Une nuit de violences racistes, en réaction à la tentative d’égorgement en pleine rue d’un Ecossais par un réfugié soudanais, a secoué Belfast mardi soir. Quelques jours après les révélations sur le meurtre d’Henry Nowak à Southampton, après Belfast (déjà) il y a un an, après Southport en 2024, ce scénario mortifère où des représailles anti-immigrés répondent à des crimes insoutenables se répète de plus en plus vite au Royaume-Uni.

Derrière ces exactions, l’extrême droite britannique est à la manœuvre. Elle prospère sur une culture de la violence de rue, issue notamment du hooliganisme. Elle profite de la faiblesse et de l’impopularité de Keir Starmer, incapable de convaincre alors que l’immigration est en recul outre-Manche.

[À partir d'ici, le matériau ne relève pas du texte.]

use macroquad::prelude::Color;

use crate::modules::ball::{Ball, collision_detect};
use crate::modules::surface::Surface;

/// Maximum number of balls kept on screen. The collection only grows
/// until it hits this, then stays put for the rest of the run.
pub const POPULATION_CAP: usize = 25;

/// Alpha of the black wash painted over the previous frame. Lower values
/// leave longer motion trails.
pub const TRAIL_ALPHA: f32 = 0.25;

/// Owns every ball plus the canvas bounds they bounce inside.
///
/// Constructed once at startup; the frame loop drives it until the
/// window closes. Nothing else ever holds a reference into the
/// collection.
pub struct World {
    pub width: f32,
    pub height: f32,
    pub balls: Vec<Ball>,
}

impl World {
    pub fn new(width: f32, height: f32) -> Self {
        World {
            width,
            height,
            balls: Vec::with_capacity(POPULATION_CAP),
        }
    }

    /// Top up the population with random balls until the cap is reached.
    pub fn fill_population(&mut self) {
        while self.balls.len() < POPULATION_CAP {
            self.balls.push(Ball::random(self.width, self.height));
        }
    }

    /// Run one animation frame.
    ///
    /// A translucent wash over last frame's pixels, then the population
    /// top-up, then draw/update/collide per ball in collection order.
    /// The interleaving matters: each ball is drawn where it was, moved,
    /// and only then checked against the rest.
    pub fn frame_step(&mut self, surface: &mut impl Surface) {
        surface.fill_rect(
            0.0,
            0.0,
            self.width,
            self.height,
            Color::new(0.0, 0.0, 0.0, TRAIL_ALPHA),
        );
        self.fill_population();
        for i in 0..self.balls.len() {
            self.balls[i].draw(surface);
            self.balls[i].update(self.width, self.height);
            collision_detect(&mut self.balls, i);
        }
    }
}
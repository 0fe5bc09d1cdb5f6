use macroquad::prelude::Color;
use macroquad::rand;

/// Uniform random integer with both bounds included.
///
/// `gen_range` truncates toward zero on integers, which loses the lower
/// endpoint for negative ranges, so this folds the raw generator output
/// into the span directly. Callers must pass `min <= max`.
pub fn random_range(min: i32, max: i32) -> i32 {
    let span = (max - min) as u32 + 1;
    min + (rand::rand() % span) as i32
}

/// Opaque color with each RGB channel drawn from 0..=255.
pub fn random_color() -> Color {
    Color::from_rgba(
        random_range(0, 255) as u8,
        random_range(0, 255) as u8,
        random_range(0, 255) as u8,
        255,
    )
}

#[cfg(test)]
mod tests {
    use super::*;
    use proptest::prelude::*;

    proptest! {
        #[test]
        fn result_stays_inside_bounds(min in -1_000i32..1_000, span in 0i32..1_000) {
            let max = min + span;
            let n = random_range(min, max);
            prop_assert!(min <= n && n <= max);
        }
    }

    #[test]
    fn both_endpoints_show_up() {
        rand::srand(42);
        let mut seen_min = false;
        let mut seen_max = false;
        for _ in 0..20_000 {
            match random_range(0, 3) {
                0 => seen_min = true,
                3 => seen_max = true,
                _ => {}
            }
        }
        assert!(seen_min && seen_max);
    }

    #[test]
    fn degenerate_range_is_constant() {
        for _ in 0..100 {
            assert_eq!(random_range(5, 5), 5);
        }
    }

    #[test]
    fn random_colors_are_opaque() {
        for _ in 0..100 {
            assert_eq!(random_color().a, 1.0);
        }
    }
}
use macroquad::prelude::Color;

use crate::modules::rng::{random_color, random_range};
use crate::modules::surface::Surface;

/// One moving circle on the canvas.
///
/// Velocity magnitude never changes after spawn; only the signs flip when
/// an edge is hit. `size` is the radius and is fixed for the ball's life.
#[derive(Clone, Copy, Debug, PartialEq)]
pub struct Ball {
    pub x: f32,
    pub y: f32,
    pub vel_x: f32,
    pub vel_y: f32,
    pub color: Color,
    pub size: f32,
}

impl Ball {
    /// Spawn a ball at a random spot with the whole circle on-canvas,
    /// so the first frame never has to draw past an edge.
    pub fn random(width: f32, height: f32) -> Self {
        let size = random_range(10, 20) as f32;
        Ball {
            x: random_range(size as i32, (width - size) as i32) as f32,
            y: random_range(size as i32, (height - size) as i32) as f32,
            vel_x: random_range(-7, 7) as f32,
            vel_y: random_range(-7, 7) as f32,
            color: random_color(),
            size,
        }
    }

    /// Draw as a single filled circle in the current color.
    pub fn draw(&self, surface: &mut impl Surface) {
        surface.fill_circle(self.x, self.y, self.size, self.color);
    }

    /// Move one step, reflecting off the canvas edges first.
    ///
    /// The four edge checks are independent, in fixed order: right, left,
    /// bottom, top. A ball lodged in a corner flips both axes in the same
    /// step. The position update then applies the already-flipped
    /// velocity.
    pub fn update(&mut self, width: f32, height: f32) {
        if self.x + self.size >= width {
            self.vel_x = -self.vel_x;
        }
        if self.x - self.size <= 0.0 {
            self.vel_x = -self.vel_x;
        }
        if self.y + self.size >= height {
            self.vel_y = -self.vel_y;
        }
        if self.y - self.size <= 0.0 {
            self.vel_y = -self.vel_y;
        }
        self.x += self.vel_x;
        self.y += self.vel_y;
    }
}

/// Check ball `i` against every other ball in the collection.
///
/// Overlapping pairs (center distance strictly below the radius sum) are
/// both repainted with the same fresh random color. No velocity change
/// and no separation; when ball `i` overlaps several others, each pairing
/// overwrites its color in turn and the last index wins. Self-comparison
/// is skipped by index.
pub fn collision_detect(balls: &mut [Ball], i: usize) {
    for j in 0..balls.len() {
        if i == j {
            continue;
        }
        let dx = balls[i].x - balls[j].x;
        let dy = balls[i].y - balls[j].y;
        let distance = (dx * dx + dy * dy).sqrt();
        if distance < balls[i].size + balls[j].size {
            let color = random_color();
            balls[i].color = color;
            balls[j].color = color;
        }
    }
}
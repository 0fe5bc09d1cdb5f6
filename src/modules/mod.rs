pub mod ball;
pub mod rng;
pub mod surface;
pub mod world;
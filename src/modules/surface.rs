use macroquad::prelude::*;

/// The two drawing calls the simulation issues each frame.
///
/// The real screen forwards straight to macroquad; tests substitute a
/// recorder so the command stream can be asserted without a window.
pub trait Surface {
    /// Filled circle centered at `(x, y)`.
    fn fill_circle(&mut self, x: f32, y: f32, radius: f32, color: Color);
    /// Filled axis-aligned rectangle; `color` may be translucent.
    fn fill_rect(&mut self, x: f32, y: f32, w: f32, h: f32, color: Color);
}

/// Production surface backed by the macroquad frame buffer.
pub struct Screen;

impl Surface for Screen {
    fn fill_circle(&mut self, x: f32, y: f32, radius: f32, color: Color) {
        draw_circle(x, y, radius, color);
    }

    fn fill_rect(&mut self, x: f32, y: f32, w: f32, h: f32, color: Color) {
        draw_rectangle(x, y, w, h, color);
    }
}

#[cfg(test)]
#[derive(Clone, Copy, Debug, PartialEq)]
pub enum DrawCommand {
    Circle { x: f32, y: f32, radius: f32, color: Color },
    Rect { x: f32, y: f32, w: f32, h: f32, color: Color },
}

/// Test surface that remembers every call in order.
#[cfg(test)]
#[derive(Default)]
pub struct Recorder {
    pub commands: Vec<DrawCommand>,
}

#[cfg(test)]
impl Surface for Recorder {
    fn fill_circle(&mut self, x: f32, y: f32, radius: f32, color: Color) {
        self.commands.push(DrawCommand::Circle { x, y, radius, color });
    }

    fn fill_rect(&mut self, x: f32, y: f32, w: f32, h: f32, color: Color) {
        self.commands.push(DrawCommand::Rect { x, y, w, h, color });
    }
}
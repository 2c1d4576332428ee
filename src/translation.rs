use std::fmt;

use crate::constants::INVALID_READ;
use crate::vm_manager::MemoryManager;
use crate::Pid;

/// Represents the decomposed components of a logical address
#[derive(Debug, Clone, Copy, PartialEq, Eq)]
pub struct LogicalAddress {
    pub address: usize,
    pub page: usize,
    pub offset: usize,
}

impl LogicalAddress {
    /// Decompose a raw address for a given page size.
    ///
    /// Does no bounds checking; that belongs to the owning address space.
    pub fn split(address: usize, page_size: usize) -> Self {
        LogicalAddress {
            address,
            page: address / page_size,
            offset: address % page_size,
        }
    }
}

impl fmt::Display for LogicalAddress {
    fn fmt(&self, f: &mut fmt::Formatter<'_>) -> fmt::Result {
        write!(f, "LA({}) = (p={}, d={})", self.address, self.page, self.offset)
    }
}

/// Every step of one MMU translation
#[derive(Debug, Clone, Copy, PartialEq, Eq)]
pub struct Translation {
    pub pid: Pid,
    pub logical: LogicalAddress,
    pub frame: usize,
    pub physical: usize,
    pub value: u8,
}

impl fmt::Display for Translation {
    fn fmt(&self, f: &mut fmt::Formatter<'_>) -> fmt::Result {
        write!(
            f,
            "PID {} {} -> frame {} -> PA {} = {}",
            self.pid, self.logical, self.frame, self.physical, self.value
        )
    }
}

/// Read a batch of `(pid, address)` requests.
///
/// Failed reads (including negative addresses) come back as `INVALID_READ`.
pub fn read_batch(manager: &MemoryManager, requests: &[(Pid, i64)]) -> Vec<i32> {
    requests
        .iter()
        .map(|&(pid, address)| {
            let Ok(address) = usize::try_from(address) else {
                log::warn!("PID {}: negative logical address {}", pid, address);
                return INVALID_READ;
            };
            match manager.read_by_logical_address(pid, address) {
                Ok(value) => i32::from(value),
                Err(e) => {
                    log::warn!("PID {}: read at {} failed: {}", pid, address, e);
                    INVALID_READ
                }
            }
        })
        .collect()
}
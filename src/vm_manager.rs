use std::collections::BTreeMap;

use crate::config::MemoryConfig;
use crate::error::{MemoryError, Result};
use crate::logical::LogicalMemory;
use crate::memory::{FreeFrameList, PhysicalMemory};
use crate::page_table::PageTable;
use crate::report::{FrameReport, PageTableReport, PageTableRow};
use crate::translation::Translation;
use crate::Pid;

struct Process {
    logical: LogicalMemory,
    page_table: PageTable,
}

/// Owns the physical memory, the frame pool and every live process.
///
/// `create_process` and `destroy_process` are the only mutators of shared
/// state; callers sharing one manager across threads must wrap it in a
/// single mutex.
pub struct MemoryManager {
    pm: PhysicalMemory,
    ffl: FreeFrameList,
    processes: BTreeMap<Pid, Process>,
    max_process_size: usize,
}

impl MemoryManager {
    pub fn new(config: MemoryConfig) -> Result<Self> {
        config.validate()?;

        let pm = PhysicalMemory::new(config.memory_size, config.frame_size)?;
        let ffl = FreeFrameList::new(pm.frame_count());
        log::debug!(
            "physical memory: {} bytes, {} frames of {} bytes",
            pm.capacity(),
            pm.frame_count(),
            pm.frame_size()
        );

        Ok(MemoryManager {
            pm,
            ffl,
            processes: BTreeMap::new(),
            max_process_size: config.max_process_size,
        })
    }

    /// Create a process with a generated image of `length` bytes
    pub fn create_process(&mut self, pid: Pid, length: usize) -> Result<()> {
        self.check_new_process(pid, length)?;
        let logical = LogicalMemory::new(pid, length, self.pm.frame_size());
        self.load(logical)
    }

    /// Create a process whose image is `image`
    pub fn create_process_from_image(&mut self, pid: Pid, image: Vec<u8>) -> Result<()> {
        self.check_new_process(pid, image.len())?;
        let logical = LogicalMemory::from_bytes(pid, image, self.pm.frame_size());
        self.load(logical)
    }

    fn check_new_process(&self, pid: Pid, length: usize) -> Result<()> {
        if length > self.max_process_size {
            return Err(MemoryError::SizeExceeded { requested: length, max: self.max_process_size });
        }
        if self.processes.contains_key(&pid) {
            return Err(MemoryError::DuplicateProcess(pid));
        }
        if length == 0 {
            return Err(MemoryError::EmptyProcess(pid));
        }
        // refuse before any image is built
        let required = length.div_ceil(self.pm.frame_size());
        if required > self.ffl.free_count() {
            return Err(MemoryError::OutOfFrames { required, available: self.ffl.free_count() });
        }
        Ok(())
    }

    /// Back every page with a frame, copy the image in and register the process.
    ///
    /// The frame pool is the only thing that can refuse here and it refuses
    /// before changing anything, so a failure leaves no trace.
    fn load(&mut self, logical: LogicalMemory) -> Result<()> {
        let pid = logical.pid();
        let frames = self.ffl.allocate(pid, logical.page_count())?;
        log::debug!("PID {}: allocated frames {:?}", pid, frames);

        let page_table = PageTable::new(frames);
        for (page, frame) in page_table.entries() {
            self.pm.copy_into_frame(frame, logical.page_bytes(page)?)?;
        }

        log::info!(
            "PID {}: created, {} bytes in {} frames",
            pid,
            logical.len(),
            page_table.page_count()
        );
        self.processes.insert(pid, Process { logical, page_table });
        Ok(())
    }

    /// Tear a process down and put its frames back in the pool.
    ///
    /// Frame contents are left as they are.
    pub fn destroy_process(&mut self, pid: Pid) -> Result<()> {
        let process = self.processes.remove(&pid).ok_or(MemoryError::ProcessNotFound(pid))?;
        for &frame in process.page_table.frames() {
            self.ffl.release(frame)?;
        }
        log::info!("PID {}: destroyed, released {} frames", pid, process.page_table.page_count());
        Ok(())
    }

    /// Simulated MMU: logical address -> (page, offset) -> frame -> physical byte
    pub fn translate(&self, pid: Pid, address: usize) -> Result<Translation> {
        let process = self.process(pid)?;

        let logical = process.logical.split(address)?;
        let frame = process.page_table.frame_of_page(logical.page)?;
        let physical = self.pm.address_of_frame(frame)? + logical.offset;
        let value = self.pm.read_byte(physical)?;

        log::debug!("PID {}: LA {} -> frame {} -> PA {}", pid, address, frame, physical);
        Ok(Translation {
            pid,
            logical,
            frame,
            physical,
            value,
        })
    }

    pub fn read_by_logical_address(&self, pid: Pid, address: usize) -> Result<u8> {
        self.translate(pid, address).map(|t| t.value)
    }

    pub fn free_memory_percentage(&self) -> f64 {
        (self.ffl.free_count() as f64 / self.ffl.total() as f64) * 100.0
    }

    /// Every frame in index order with its owner and raw bytes
    pub fn memory_report(&self) -> Result<Vec<FrameReport>> {
        self.ffl
            .states()
            .iter()
            .map(|state| {
                Ok(FrameReport {
                    frame: state.frame,
                    owner: state.owner,
                    contents: self.pm.frame_bytes(state.frame)?.to_vec(),
                })
            })
            .collect()
    }

    pub fn process_page_table_report(&self, pid: Pid) -> Result<PageTableReport> {
        let process = self.process(pid)?;
        Ok(PageTableReport {
            pid,
            size: process.logical.len(),
            rows: process
                .page_table
                .entries()
                .map(|(page, frame)| PageTableRow { page, frame })
                .collect(),
        })
    }

    pub fn process_size(&self, pid: Pid) -> Option<usize> {
        self.processes.get(&pid).map(|p| p.logical.len())
    }

    /// Live pids in ascending order
    pub fn pids(&self) -> impl Iterator<Item = Pid> + '_ {
        self.processes.keys().copied()
    }

    #[inline]
    pub fn frame_count(&self) -> usize {
        self.ffl.total()
    }

    #[inline]
    pub fn free_frame_count(&self) -> usize {
        self.ffl.free_count()
    }

    #[inline]
    pub fn max_process_size(&self) -> usize {
        self.max_process_size
    }

    pub fn physical(&self) -> &PhysicalMemory {
        &self.pm
    }

    fn process(&self, pid: Pid) -> Result<&Process> {
        self.processes.get(&pid).ok_or(MemoryError::ProcessNotFound(pid))
    }
}
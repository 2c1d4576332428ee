use crate::constants::{FILL_MAX, FILL_MIN};
use crate::error::{Bound, MemoryError, Result};
use crate::translation::LogicalAddress;
use crate::Pid;

/// A process address space: the simulated process image split into pages
#[derive(Debug, Clone)]
pub struct LogicalMemory {
    pid: Pid,
    data: Vec<u8>,
    page_size: usize,
    page_count: usize,
}

impl LogicalMemory {
    /// Create a process image of `length` generated bytes.
    ///
    /// The manager rejects zero lengths before getting here.
    pub fn new(pid: Pid, length: usize, page_size: usize) -> Self {
        Self::from_bytes(pid, fill_image(pid, length), page_size)
    }

    /// Wrap an existing process image
    pub fn from_bytes(pid: Pid, data: Vec<u8>, page_size: usize) -> Self {
        debug_assert!(!data.is_empty());
        debug_assert!(page_size > 0);

        let page_count = data.len().div_ceil(page_size);
        LogicalMemory { pid, data, page_size, page_count }
    }

    #[inline]
    pub fn pid(&self) -> Pid {
        self.pid
    }

    #[inline]
    pub fn len(&self) -> usize {
        self.data.len()
    }

    /// Number of frames this process needs
    #[inline]
    pub fn page_count(&self) -> usize {
        self.page_count
    }

    /// Bounds-checked (page, offset) decomposition
    pub fn split(&self, address: usize) -> Result<LogicalAddress> {
        self.check_address(address)?;
        Ok(LogicalAddress::split(address, self.page_size))
    }

    pub fn page_of(&self, address: usize) -> Result<usize> {
        self.split(address).map(|la| la.page)
    }

    pub fn offset_of(&self, address: usize) -> Result<usize> {
        self.split(address).map(|la| la.offset)
    }

    pub fn address_of_page(&self, page: usize) -> Result<usize> {
        if page >= self.page_count {
            return Err(MemoryError::out_of_bounds(Bound::Page, page, self.page_count));
        }
        Ok(page * self.page_size)
    }

    pub fn read_byte(&self, address: usize) -> Result<u8> {
        self.check_address(address)?;
        Ok(self.data[address])
    }

    /// Bytes of one page; the last page may be shorter than `page_size`
    pub fn page_bytes(&self, page: usize) -> Result<&[u8]> {
        let start = self.address_of_page(page)?;
        let end = (start + self.page_size).min(self.data.len());
        Ok(&self.data[start..end])
    }

    fn check_address(&self, address: usize) -> Result<()> {
        if address >= self.data.len() {
            return Err(MemoryError::out_of_bounds(
                Bound::LogicalAddress,
                address,
                self.data.len(),
            ));
        }
        Ok(())
    }
}

/// xorshift32 stream seeded from the pid, mapped into `FILL_MIN..=FILL_MAX`
fn fill_image(pid: Pid, length: usize) -> Vec<u8> {
    let span = u32::from(FILL_MAX - FILL_MIN) + 1;
    let mut state = pid.wrapping_mul(0x9E37_79B9) | 1;

    (0..length)
        .map(|_| {
            state ^= state << 13;
            state ^= state >> 17;
            state ^= state << 5;
            FILL_MIN + (state % span) as u8
        })
        .collect()
}

#[cfg(test)]
mod tests {
    use super::*;

    #[test]
    fn test_page_count_rounds_up() {
        assert_eq!(LogicalMemory::new(1, 4, 4).page_count(), 1);
        assert_eq!(LogicalMemory::new(1, 5, 4).page_count(), 2);
        assert_eq!(LogicalMemory::new(1, 1, 4).page_count(), 1);
        assert_eq!(LogicalMemory::new(1, 16, 4).page_count(), 4);
    }

    #[test]
    fn test_address_decomposition() {
        let lm = LogicalMemory::new(1, 16, 4);
        assert_eq!(lm.page_of(11), Ok(2));
        assert_eq!(lm.offset_of(11), Ok(3));
        assert_eq!(lm.page_of(0), Ok(0));
        assert_eq!(lm.offset_of(15), Ok(3));
        assert_eq!(lm.address_of_page(3), Ok(12));

        let la = lm.split(11).unwrap();
        assert_eq!((la.address, la.page, la.offset), (11, 2, 3));
    }

    #[test]
    fn test_bounds() {
        let lm = LogicalMemory::new(1, 10, 4);
        let err = MemoryError::out_of_bounds(Bound::LogicalAddress, 10, 10);
        assert_eq!(lm.page_of(10), Err(err.clone()));
        assert_eq!(lm.offset_of(10), Err(err.clone()));
        assert_eq!(lm.read_byte(10), Err(err.clone()));
        assert_eq!(lm.split(10), Err(err));
        assert_eq!(
            lm.address_of_page(3),
            Err(MemoryError::out_of_bounds(Bound::Page, 3, 3))
        );
    }

    #[test]
    fn test_fill_is_deterministic_and_non_zero() {
        let a = LogicalMemory::new(7, 64, 4);
        let b = LogicalMemory::new(7, 64, 4);
        for addr in 0..64 {
            let byte = a.read_byte(addr).unwrap();
            assert_eq!(byte, b.read_byte(addr).unwrap());
            assert!((FILL_MIN..=FILL_MAX).contains(&byte), "byte {} at {}", byte, addr);
        }
    }

    #[test]
    fn test_page_bytes_last_page_partial() {
        let lm = LogicalMemory::from_bytes(3, vec![1, 2, 3, 4, 5, 6], 4);
        assert_eq!(lm.page_bytes(0).unwrap(), &[1, 2, 3, 4]);
        assert_eq!(lm.page_bytes(1).unwrap(), &[5, 6]);
        assert!(lm.page_bytes(2).is_err());
        assert_eq!(lm.pid(), 3);
        assert_eq!(lm.len(), 6);
    }
}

Mais la colère se nourrit aussi des excès bien réels d’une politique anti-discrimination délirante. Inscrite dans la loi de 2010 sur l’égalité, l’injonction faite aux forces de sécurité de mesurer leurs biais racistes avant toute intervention a poussé plus d’une fois à une inaction coupable. Le cas Henry Nowak en est l’illustration accablante, les policiers ayant menotté le jeune homme agonisant après avoir cru son assassin qui se disait victime de racisme. Rappelons aussi l’attentat de Manchester en 2017 : un agent de sécurité avait repéré le comportement suspect du terroriste, sans oser donner l’alerte de peur de se tromper et d’être taxé de racisme. Que pouvait entraîner ce modèle sinon une réponse policière à plusieurs vitesses, un profond sentiment d’iniquité et la tentation folle de se faire justice soi-même ?

Pour sortir de cette spirale, la cheffe des conservateurs, Kemi Badenoch, propose d’en finir avec les lois favorisant délibérément les minorités, pour en revenir à une lutte anti-discrimination universelle. Dans une société multiculturelle au bord de l’échec, ce bon sens est devenu un chemin de crête.